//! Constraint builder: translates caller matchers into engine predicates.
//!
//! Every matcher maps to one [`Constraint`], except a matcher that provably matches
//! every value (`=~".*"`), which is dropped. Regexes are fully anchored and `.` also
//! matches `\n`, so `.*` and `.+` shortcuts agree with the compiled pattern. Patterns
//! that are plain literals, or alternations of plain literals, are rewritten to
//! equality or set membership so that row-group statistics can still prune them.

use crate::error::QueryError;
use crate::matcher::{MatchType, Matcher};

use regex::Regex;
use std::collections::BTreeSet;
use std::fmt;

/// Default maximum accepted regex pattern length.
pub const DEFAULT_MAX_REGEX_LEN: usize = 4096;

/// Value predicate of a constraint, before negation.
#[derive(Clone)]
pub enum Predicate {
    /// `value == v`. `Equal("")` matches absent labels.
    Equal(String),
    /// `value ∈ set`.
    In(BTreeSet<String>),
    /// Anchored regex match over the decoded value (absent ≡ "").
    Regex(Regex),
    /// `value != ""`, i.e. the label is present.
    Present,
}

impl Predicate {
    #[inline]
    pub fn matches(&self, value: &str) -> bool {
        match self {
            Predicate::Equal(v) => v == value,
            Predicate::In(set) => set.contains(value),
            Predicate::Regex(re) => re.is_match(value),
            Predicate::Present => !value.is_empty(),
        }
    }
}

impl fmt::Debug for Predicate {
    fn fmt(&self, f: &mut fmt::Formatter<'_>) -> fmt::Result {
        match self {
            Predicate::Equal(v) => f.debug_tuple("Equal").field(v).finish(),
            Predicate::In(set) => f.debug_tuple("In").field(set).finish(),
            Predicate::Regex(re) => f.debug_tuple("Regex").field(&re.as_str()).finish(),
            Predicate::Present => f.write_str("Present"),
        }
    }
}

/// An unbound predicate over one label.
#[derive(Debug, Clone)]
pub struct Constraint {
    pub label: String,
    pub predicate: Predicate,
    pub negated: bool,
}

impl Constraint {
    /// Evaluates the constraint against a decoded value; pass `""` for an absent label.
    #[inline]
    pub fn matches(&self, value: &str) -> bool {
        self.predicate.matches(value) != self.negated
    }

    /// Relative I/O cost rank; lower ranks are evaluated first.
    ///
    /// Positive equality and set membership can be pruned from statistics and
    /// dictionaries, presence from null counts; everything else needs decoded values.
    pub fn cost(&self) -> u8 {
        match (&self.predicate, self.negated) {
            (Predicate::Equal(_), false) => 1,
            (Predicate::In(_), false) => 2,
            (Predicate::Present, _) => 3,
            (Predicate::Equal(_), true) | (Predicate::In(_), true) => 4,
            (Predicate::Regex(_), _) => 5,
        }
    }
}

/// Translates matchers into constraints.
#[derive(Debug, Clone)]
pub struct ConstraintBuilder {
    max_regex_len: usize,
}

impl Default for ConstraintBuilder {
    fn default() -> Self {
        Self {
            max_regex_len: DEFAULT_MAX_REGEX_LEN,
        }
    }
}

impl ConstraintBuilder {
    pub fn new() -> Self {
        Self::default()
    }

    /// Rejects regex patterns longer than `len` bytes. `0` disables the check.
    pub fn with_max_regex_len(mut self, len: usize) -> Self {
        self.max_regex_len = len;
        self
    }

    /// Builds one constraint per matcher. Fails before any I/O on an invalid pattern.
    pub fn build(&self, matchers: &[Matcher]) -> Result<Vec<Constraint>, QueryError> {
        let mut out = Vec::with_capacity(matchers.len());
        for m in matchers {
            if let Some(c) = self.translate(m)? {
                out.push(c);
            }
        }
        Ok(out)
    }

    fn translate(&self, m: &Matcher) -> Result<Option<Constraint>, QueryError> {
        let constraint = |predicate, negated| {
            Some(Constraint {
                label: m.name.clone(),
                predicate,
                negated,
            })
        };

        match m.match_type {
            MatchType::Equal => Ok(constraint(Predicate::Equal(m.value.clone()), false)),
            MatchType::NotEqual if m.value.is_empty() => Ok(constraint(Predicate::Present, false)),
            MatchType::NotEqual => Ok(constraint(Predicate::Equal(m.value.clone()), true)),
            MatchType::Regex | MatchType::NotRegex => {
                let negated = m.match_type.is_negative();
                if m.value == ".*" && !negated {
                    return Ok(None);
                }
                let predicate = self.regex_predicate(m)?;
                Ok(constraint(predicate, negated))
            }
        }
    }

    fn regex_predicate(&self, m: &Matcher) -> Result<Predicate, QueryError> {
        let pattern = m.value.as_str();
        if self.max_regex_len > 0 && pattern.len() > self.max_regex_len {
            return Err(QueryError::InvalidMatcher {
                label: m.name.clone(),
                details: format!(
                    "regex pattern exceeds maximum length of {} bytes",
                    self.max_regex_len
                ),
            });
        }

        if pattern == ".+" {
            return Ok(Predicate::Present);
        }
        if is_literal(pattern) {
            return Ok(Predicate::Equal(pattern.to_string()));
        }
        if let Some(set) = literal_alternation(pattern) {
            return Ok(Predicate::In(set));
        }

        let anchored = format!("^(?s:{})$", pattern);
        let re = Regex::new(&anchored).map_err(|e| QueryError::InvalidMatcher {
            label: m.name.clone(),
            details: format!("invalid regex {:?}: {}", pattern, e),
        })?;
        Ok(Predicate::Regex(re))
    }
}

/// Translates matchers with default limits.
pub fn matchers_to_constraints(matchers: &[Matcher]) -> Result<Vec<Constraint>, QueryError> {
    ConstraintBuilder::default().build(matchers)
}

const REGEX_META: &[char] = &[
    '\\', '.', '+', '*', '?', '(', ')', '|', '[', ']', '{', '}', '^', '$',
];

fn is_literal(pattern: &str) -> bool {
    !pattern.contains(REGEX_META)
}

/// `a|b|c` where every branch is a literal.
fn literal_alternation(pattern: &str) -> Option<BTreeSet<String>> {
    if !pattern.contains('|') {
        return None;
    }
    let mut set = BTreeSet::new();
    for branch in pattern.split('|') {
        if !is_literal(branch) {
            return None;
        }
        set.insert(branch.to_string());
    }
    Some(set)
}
========
- **Task requirements**
Write out an exact copy of every record shown above.

- **Response to the task**
//! Constraint builder: translates caller matchers into engine predicates.
//!
//! Every matcher maps to one [`Constraint`], except a matcher that provably matches
//! every value (`=~".*"`), which is dropped. Regexes are fully anchored and `.` also
//! matches `\n`, so `.*` and `.+` shortcuts agree with the compiled pattern. Patterns
//! that are plain literals, or alternations of plain literals, are rewritten to
//! equality or set membership so that row-group statistics can still prune them.

use crate::error::QueryError;
use crate::matcher::{MatchType, Matcher};

use regex::Regex;
use std::collections::BTreeSet;
use std::fmt;

/// Default maximum accepted regex pattern length.
pub const DEFAULT_MAX_REGEX_LEN: usize = 4096;

/// Value predicate of a constraint, before negation.
#[derive(Clone)]
pub enum Predicate {
    /// `value == v`. `Equal("")` matches absent labels.
    Equal(String),
    /// `value ∈ set`.
    In(BTreeSet<String>),
    /// Anchored regex match over the decoded value (absent ≡ "").
    Regex(Regex),
    /// `value != ""`, i.e. the label is present.
    Present,
}

impl Predicate {
    #[inline]
    pub fn matches(&self, value: &str) -> bool {
        match self {
            Predicate::Equal(v) => v == value,
            Predicate::In(set) => set.contains(value),
            Predicate::Regex(re) => re.is_match(value),
            Predicate::Present => !value.is_empty(),
        }
    }
}

impl fmt::Debug for Predicate {
    fn fmt(&self, f: &mut fmt::Formatter<'_>) -> fmt::Result {
        match self {
            Predicate::Equal(v) => f.debug_tuple("Equal").field(v).finish(),
            Predicate::In(set) => f.debug_tuple("In").field(set).finish(),
            Predicate::Regex(re) => f.debug_tuple("Regex").field(&re.as_str()).finish(),
            Predicate::Present => f.write_str("Present"),
        }
    }
}

/// An unbound predicate over one label.
#[derive(Debug, Clone)]
pub struct Constraint {
    pub label: String,
    pub predicate: Predicate,
    pub negated: bool,
}

impl Constraint {
    /// Evaluates the constraint against a decoded value; pass `""` for an absent label.
    #[inline]
    pub fn matches(&self, value: &str) -> bool {
        self.predicate.matches(value) != self.negated
    }

    /// Relative I/O cost rank; lower ranks are evaluated first.
    ///
    /// Positive equality and set membership can be pruned from statistics and
    /// dictionaries, presence from null counts; everything else needs decoded values.
    pub fn cost(&self) -> u8 {
        match (&self.predicate, self.negated) {
            (Predicate::Equal(_), false) => 1,
            (Predicate::In(_), false) => 2,
            (Predicate::Present, _) => 3,
            (Predicate::Equal(_), true) | (Predicate::In(_), true) => 4,
            (Predicate::Regex(_), _) => 5,
        }
    }
}

/// Translates matchers into constraints.
#[derive(Debug, Clone)]
pub struct ConstraintBuilder {
    max_regex_len: usize,
}

impl Default for ConstraintBuilder {
    fn default() -> Self {
        Self {
            max_regex_len: DEFAULT_MAX_REGEX_LEN,
        }
    }
}

impl ConstraintBuilder {
    pub fn new() -> Self {
        Self::default()
    }

    /// Rejects regex patterns longer than `len` bytes. `0` disables the check.
    pub fn with_max_regex_len(mut self, len: usize) -> Self {
        self.max_regex_len = len;
        self
    }

    /// Builds one constraint per matcher. Fails before any I/O on an invalid pattern.
    pub fn build(&self, matchers: &[Matcher]) -> Result<Vec<Constraint>, QueryError> {
        let mut out = Vec::with_capacity(matchers.len());
        for m in matchers {
            if let Some(c) = self.translate(m)? {
                out.push(c);
            }
        }
        Ok(out)
    }

    fn translate(&self, m: &Matcher) -> Result<Option<Constraint>, QueryError> {
        let constraint = |predicate, negated| {
            Some(Constraint {
                label: m.name.clone(),
                predicate,
                negated,
            })
        };

        match m.match_type {
            MatchType::Equal => Ok(constraint(Predicate::Equal(m.value.clone()), false)),
            MatchType::NotEqual if m.value.is_empty() => Ok(constraint(Predicate::Present, false)),
            MatchType::NotEqual => Ok(constraint(Predicate::Equal(m.value.clone()), true)),
            MatchType::Regex | MatchType::NotRegex => {
                let negated = m.match_type.is_negative();
                if m.value == ".*" && !negated {
                    return Ok(None);
                }
                let predicate = self.regex_predicate(m)?;
                Ok(constraint(predicate, negated))
            }
        }
    }

    fn regex_predicate(&self, m: &Matcher) -> Result<Predicate, QueryError> {
        let pattern = m.value.as_str();
        if self.max_regex_len > 0 && pattern.len() > self.max_regex_len {
            return Err(QueryError::InvalidMatcher {
                label: m.name.clone(),
                details: format!(
                    "regex pattern exceeds maximum length of {} bytes",
                    self.max_regex_len
                ),
            });
        }

        if pattern == ".+" {
            return Ok(Predicate::Present);
        }
        if is_literal(pattern) {
            return Ok(Predicate::Equal(pattern.to_string()));
        }
        if let Some(set) = literal_alternation(pattern) {
            return Ok(Predicate::In(set));
        }

        let anchored = format!("^(?s:{})$", pattern);
        let re = Regex::new(&anchored).map_err(|e| QueryError::InvalidMatcher {
            label: m.name.clone(),
            details: format!("invalid regex {:?}: {}", pattern, e),
        })?;
        Ok(Predicate::Regex(re))
    }
}

/// Translates matchers with default limits.
pub fn matchers_to_constraints(matchers: &[Matcher]) -> Result<Vec<Constraint>, QueryError> {
    ConstraintBuilder::default().build(matchers)
}

const REGEX_META: &[char] = &[
    '\\', '.', '+', '*', '?', '(', ')', '|', '[', ']', '{', '}', '^', '$',
];

fn is_literal(pattern: &str) -> bool {
    !pattern.contains(REGEX_META)
}

/// `a|b|c` where every branch is a literal.
fn literal_alternation(pattern: &str) -> Option<BTreeSet<String>> {
    if !pattern.contains('|') {
        return None;
    }
    let mut set = BTreeSet::new();
    for branch in pattern.split('|') {
        if !is_literal(branch) {
            return None;
        }
        set.insert(branch.to_string());
    }
    Some(set)
}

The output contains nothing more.